From 22e45278a2da93e3480840496acd0a919600db29 Mon Sep 17 00:00:00 2001
From: Bananymous <bananymousosq@gmail.com>
Date: Mon, 20 Mar 2023 14:52:42 +0200
Subject: [PATCH] Kernel: Fix PC Screen font parsing

I had misread the format and the parsing code was incorrect.
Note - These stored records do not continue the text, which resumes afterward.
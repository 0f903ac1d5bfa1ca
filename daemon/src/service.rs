use std::collections::HashMap;
use std::ops::Deref;
use std::sync::Arc;

use common::bridge_err;
use common::errors::{BridgeError, BridgeErrorKind};
use tokio::sync::RwLock;
use tracing::info;
use zbus::interface;
use zbus::object_server::SignalEmitter;
use zbus::zvariant::{OwnedValue, Value};

use crate::icon::RawImage;
use crate::listener::{Listener, RawNotification};

pub const BUS_NAME: &str = "org.freedesktop.Notifications";
pub const OBJECT_PATH: &str = "/org/freedesktop/Notifications";

/// Reason code for `NotificationClosed`: closed by a
/// `CloseNotification` call.
const CLOSE_REASON_CALL: u32 = 3;

/// Bus-facing adapter: translates notification interface calls into
/// listener callbacks. All normalization lives in [`Listener`].
pub struct ShadeService {
    listener: Arc<RwLock<Listener>>,
}

impl ShadeService {
    pub fn new(listener: Arc<RwLock<Listener>>) -> Self {
        Self { listener }
    }
}

#[interface(name = "org.freedesktop.Notifications")]
impl ShadeService {
    async fn notify(
        &self,
        app_name: String,
        replaces_id: u32,
        app_icon: String,
        summary: String,
        body: String,
        actions: Vec<String>,
        hints: HashMap<String, OwnedValue>,
        _expire_timeout: i32,
    ) -> u32 {
        let raw = raw_from_wire(
            app_name,
            replaces_id,
            app_icon,
            summary,
            body,
            actions,
            &hints,
        );
        let mut listener = self.listener.write().await;
        listener.handle_posted(raw)
    }

    async fn close_notification(
        &self,
        id: u32,
        #[zbus(signal_emitter)] emitter: SignalEmitter<'_>,
    ) {
        {
            let mut listener = self.listener.write().await;
            listener.handle_removed(id);
        }
        let _ = Self::notification_closed(&emitter, id, CLOSE_REASON_CALL).await;
    }

    fn get_server_information(&self) -> (String, String, String, String) {
        (
            "shade-daemon".into(),
            "shade".into(),
            env!("CARGO_PKG_VERSION").into(),
            "1.2".into(),
        )
    }

    fn get_capabilities(&self) -> Vec<String> {
        vec!["body".into(), "actions".into(), "inline-reply".into()]
    }

    #[zbus(signal)]
    pub async fn notification_closed(
        emitter: &SignalEmitter<'_>,
        id: u32,
        reason: u32,
    ) -> zbus::Result<()>;

    #[zbus(signal)]
    pub async fn action_invoked(
        emitter: &SignalEmitter<'_>,
        id: u32,
        action_key: &str,
    ) -> zbus::Result<()>;

    #[zbus(signal)]
    pub async fn notification_replied(
        emitter: &SignalEmitter<'_>,
        id: u32,
        text: &str,
    ) -> zbus::Result<()>;
}

/// Serves the notification interface on the session bus. Name
/// ownership is requested separately through the permission prompter.
pub async fn attach(listener: Arc<RwLock<Listener>>) -> Result<zbus::Connection, BridgeError> {
    let connection = zbus::connection::Builder::session()
        .map_err(|e| bridge_err!(BridgeErrorKind::BusConnect, e.to_string()))?
        .serve_at(OBJECT_PATH, ShadeService::new(listener))
        .map_err(|e| bridge_err!(BridgeErrorKind::BusConnect, e.to_string()))?
        .build()
        .await
        .map_err(|e| bridge_err!(BridgeErrorKind::BusConnect, e.to_string()))?;
    info!(path = OBJECT_PATH, "notification interface served");
    Ok(connection)
}

fn raw_from_wire(
    app_name: String,
    replaces_id: u32,
    app_icon: String,
    summary: String,
    body: String,
    actions: Vec<String>,
    hints: &HashMap<String, OwnedValue>,
) -> RawNotification {
    RawNotification {
        app_name,
        replaces_id,
        app_icon,
        summary,
        body,
        actions,
        desktop_entry: hints.get("desktop-entry").and_then(string_hint),
        group_key: hints.get("x-shade-group").and_then(string_hint),
        is_group_summary: hints
            .get("x-shade-group-summary")
            .and_then(bool_hint)
            .unwrap_or(false),
        image_path: hints.get("image-path").and_then(string_hint),
        image_data: hints.get("image-data").and_then(image_hint),
    }
}

fn string_hint(value: &OwnedValue) -> Option<String> {
    match value.deref() {
        Value::Str(s) => Some(s.as_str().to_owned()),
        _ => None,
    }
}

fn bool_hint(value: &OwnedValue) -> Option<bool> {
    match value.deref() {
        Value::Bool(b) => Some(*b),
        _ => None,
    }
}

/// `image-data` arrives as `(iiibiiay)`; any shape mismatch degrades
/// to no picture.
fn image_hint(value: &OwnedValue) -> Option<RawImage> {
    let Value::Structure(st) = value.deref() else {
        return None;
    };
    let fields = st.fields();
    if fields.len() != 7 {
        return None;
    }
    let (
        Value::I32(width),
        Value::I32(height),
        Value::I32(rowstride),
        Value::Bool(has_alpha),
        Value::I32(bits_per_sample),
        Value::I32(channels),
        Value::Array(data),
    ) = (
        &fields[0], &fields[1], &fields[2], &fields[3], &fields[4], &fields[5], &fields[6],
    )
    else {
        return None;
    };

    let bytes: Option<Vec<u8>> = data
        .iter()
        .map(|v| match v {
            Value::U8(b) => Some(*b),
            _ => None,
        })
        .collect();

    Some(RawImage {
        width: *width,
        height: *height,
        rowstride: *rowstride,
        has_alpha: *has_alpha,
        bits_per_sample: *bits_per_sample,
        channels: *channels,
        data: bytes?,
    })
}

#[cfg(test)]
mod tests {
    use super::*;

    fn owned(value: Value<'_>) -> OwnedValue {
        value.try_to_owned().unwrap()
    }

    #[test]
    fn string_and_bool_hints_parse() {
        let mut hints = HashMap::new();
        hints.insert(
            "desktop-entry".to_owned(),
            owned(Value::from("org.example.chat")),
        );
        hints.insert("x-shade-group-summary".to_owned(), owned(Value::from(true)));

        let raw = raw_from_wire(
            "Chat".into(),
            0,
            String::new(),
            String::new(),
            String::new(),
            Vec::new(),
            &hints,
        );
        assert_eq!(raw.desktop_entry.as_deref(), Some("org.example.chat"));
        assert!(raw.is_group_summary);
        assert!(raw.group_key.is_none());
    }

    #[test]
    fn mistyped_hints_degrade_to_absent() {
        let mut hints = HashMap::new();
        hints.insert("desktop-entry".to_owned(), owned(Value::from(17_i32)));
        hints.insert("image-data".to_owned(), owned(Value::from("not an image")));

        let raw = raw_from_wire(
            "Chat".into(),
            0,
            String::new(),
            String::new(),
            String::new(),
            Vec::new(),
            &hints,
        );
        assert!(raw.desktop_entry.is_none());
        assert!(raw.image_data.is_none());
    }
}
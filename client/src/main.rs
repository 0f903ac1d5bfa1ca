use common::bridge_err;
use common::errors::{BridgeError, BridgeErrorKind};
use common::event::NotificationEvent;
use common::protocol::{Request, Response};
use tracing_subscriber::EnvFilter;

use crate::connection::ClientConnection;

mod connection;

const USAGE: &str = "usage: shade <status|permission|request-permission|active|reply <id> <message>|listen>";

#[tokio::main]
async fn main() -> Result<(), BridgeError> {
    tracing_subscriber::fmt()
        .with_env_filter(EnvFilter::try_from_default_env().unwrap_or_else(|_| "warn".into()))
        .init();

    let mut args = std::env::args().skip(1);
    let verb = args.next().unwrap_or_else(|| "status".to_string());
    let mut client = ClientConnection::new().await?;

    match verb.as_str() {
        "status" => match client.send(Request::GetStatus).await? {
            Response::Status {
                running,
                permission_granted,
            } => {
                println!("running: {running}");
                println!("permission granted: {permission_granted}");
            }
            other => print_response(other),
        },
        "permission" => print_response(client.send(Request::IsPermissionGranted).await?),
        "request-permission" => print_response(client.send(Request::RequestPermission).await?),
        "active" => match client.send(Request::ActiveNotifications).await? {
            Response::Notifications(events) => {
                for event in events {
                    print_event(&event);
                }
            }
            other => print_response(other),
        },
        "reply" => {
            let id = args
                .next()
                .and_then(|raw| raw.parse::<u32>().ok())
                .ok_or_else(|| bridge_err!(BridgeErrorKind::InvalidData, USAGE))?;
            let message = args.collect::<Vec<_>>().join(" ");
            if message.is_empty() {
                return Err(bridge_err!(BridgeErrorKind::InvalidData, USAGE));
            }
            print_response(
                client
                    .send(Request::SendReply {
                        message,
                        notification_id: id,
                    })
                    .await?,
            );
        }
        "listen" => {
            let mut events = client.subscribe().await?;
            while let Some(event) = events.next().await? {
                print_event(&event);
            }
        }
        _ => eprintln!("{USAGE}"),
    }

    Ok(())
}

fn print_event(event: &NotificationEvent) {
    match serde_json::to_string(event) {
        Ok(json) => println!("{json}"),
        Err(e) => eprintln!("failed to render event: {e}"),
    }
}

fn print_response(resp: Response) {
    match resp {
        Response::Granted(granted) => println!("{granted}"),
        Response::ReplySent(sent) => println!("{sent}"),
        Response::Ok => println!("ok"),
        Response::Pong => println!("pong"),
        Response::Error(msg) => eprintln!("error: {msg}"),
        other => println!("{other:?}"),
    }
}
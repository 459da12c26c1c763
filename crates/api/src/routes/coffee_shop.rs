use axum::routing::{get, patch};
use axum::Router;

use crate::handlers::drinks;
use crate::state::AppState;

pub fn router() -> Router<AppState> {
    Router::new()
        .route("/drinks", get(drinks::list).post(drinks::create))
        .route("/drinks-detail", get(drinks::list_detail))
        .route("/drinks/{id}", patch(drinks::update).delete(drinks::delete))
}
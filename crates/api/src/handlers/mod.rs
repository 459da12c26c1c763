//! Request handlers, one module per resource.

pub mod artists;
pub mod categories;
pub mod drinks;
pub mod questions;
pub mod quizzes;
pub mod shows;
pub mod venues;

use serde::{Deserialize, Serialize};
use trio_core::types::DbId;

/// Body of the Fyyur search endpoints. A missing term matches everything.
#[derive(Debug, Default, Deserialize)]
pub struct SearchTerm {
    #[serde(default)]
    pub search_term: String,
}

/// `{count, data}` search result.
#[derive(Debug, Serialize)]
pub struct SearchResults<T: Serialize> {
    pub count: usize,
    pub data: Vec<T>,
}

impl<T: Serialize> SearchResults<T> {
    pub fn new(data: Vec<T>) -> Self {
        Self {
            count: data.len(),
            data,
        }
    }
}

/// `{deleted: id, message}` after removing a listing.
#[derive(Debug, Serialize)]
pub struct Deleted {
    pub deleted: DbId,
    #[serde(skip_serializing_if = "Option::is_none")]
    pub message: Option<String>,
}
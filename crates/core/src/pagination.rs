//! Fixed-size page slicing over already-materialized query results.
//!
//! The trivia listings load every matching row and hand back one page of
//! [`PAGE_SIZE`] items. Pages are 1-based; anything outside the result set
//! (including pages below 1) is an empty slice, and callers decide whether
//! that is a 404 or an empty 200.

use std::ops::Range;

/// Number of items returned per page.
pub const PAGE_SIZE: usize = 10;

/// Page used when the client does not send `?page=`.
pub const DEFAULT_PAGE: i64 = 1;

/// Index range covered by `page`, or `None` for pages below 1 or pages whose
/// start index does not fit in `usize`.
pub fn page_range(page: i64) -> Option<Range<usize>> {
    if page < 1 {
        return None;
    }
    let index = usize::try_from(page - 1).ok()?;
    let start = index.checked_mul(PAGE_SIZE)?;
    let end = start.checked_add(PAGE_SIZE)?;
    Some(start..end)
}

/// Return the items on `page`, clipped to the end of `items`.
///
/// # Examples
///
/// ```
/// use trio_core::pagination::page_slice;
/// let items: Vec<u32> = (1..=25).collect();
/// assert_eq!(page_slice(&items, 3), &[21, 22, 23, 24, 25]);
/// assert!(page_slice(&items, 4).is_empty());
/// ```
pub fn page_slice<T>(items: &[T], page: i64) -> &[T] {
    match page_range(page) {
        Some(range) if range.start < items.len() => {
            &items[range.start..range.end.min(items.len())]
        }
        _ => &[],
    }
}
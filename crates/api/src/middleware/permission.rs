//! Permission-checking extractor.
//!
//! [`RequirePermission<P>`] verifies the bearer token and then requires the
//! permission named by `P`. Use it as the first extractor of a protected
//! handler so auth failures win over body errors:
//!
//! ```ignore
//! async fn create(
//!     _auth: RequirePermission<PostDrinks>,
//!     State(state): State<AppState>,
//!     ApiJson(input): ApiJson<DrinkInput>,
//! ) -> AppResult<...> { ... }
//! ```

use std::marker::PhantomData;

use axum::extract::FromRequestParts;
use axum::http::request::Parts;
use trio_core::permissions;

use crate::auth::bearer::bearer_token;
use crate::auth::{check_permission, TokenClaims};
use crate::error::AppError;
use crate::state::AppState;

/// A permission string checked at the type level.
pub trait Permission: Send + Sync + 'static {
    const NAME: &'static str;
}

pub struct GetDrinksDetail;
pub struct PostDrinks;
pub struct PatchDrinks;
pub struct DeleteDrinks;

impl Permission for GetDrinksDetail {
    const NAME: &'static str = permissions::GET_DRINKS_DETAIL;
}

impl Permission for PostDrinks {
    const NAME: &'static str = permissions::POST_DRINKS;
}

impl Permission for PatchDrinks {
    const NAME: &'static str = permissions::PATCH_DRINKS;
}

impl Permission for DeleteDrinks {
    const NAME: &'static str = permissions::DELETE_DRINKS;
}

/// Verified claims of a caller holding permission `P`.
pub struct RequirePermission<P: Permission> {
    pub claims: TokenClaims,
    _permission: PhantomData<P>,
}

impl<P: Permission> FromRequestParts<AppState> for RequirePermission<P> {
    type Rejection = AppError;

    async fn from_request_parts(
        parts: &mut Parts,
        state: &AppState,
    ) -> Result<Self, Self::Rejection> {
        let token = bearer_token(&parts.headers)?;

        let verifier = state.verifier.as_ref().ok_or_else(|| {
            AppError::InternalError("token verification is not configured".into())
        })?;
        let claims = verifier.verify(token).await?;
        check_permission(&claims, P::NAME)?;

        tracing::debug!(sub = ?claims.sub, permission = P::NAME, "Permission granted");
        Ok(Self {
            claims,
            _permission: PhantomData,
        })
    }
}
I also
changed fonts to store unicode codepoints as 32 bit integers, so
every character can be represented
---
 BAN/include/BAN/UTF8.h       | 40 ++++++++++-----
 kernel/include/kernel/Font.h |  6 +--
 kernel/kernel/Font.cpp       | 96 ++++++++++++++++++------------------
 3 files changed, 81 insertions(+), 61 deletions(-)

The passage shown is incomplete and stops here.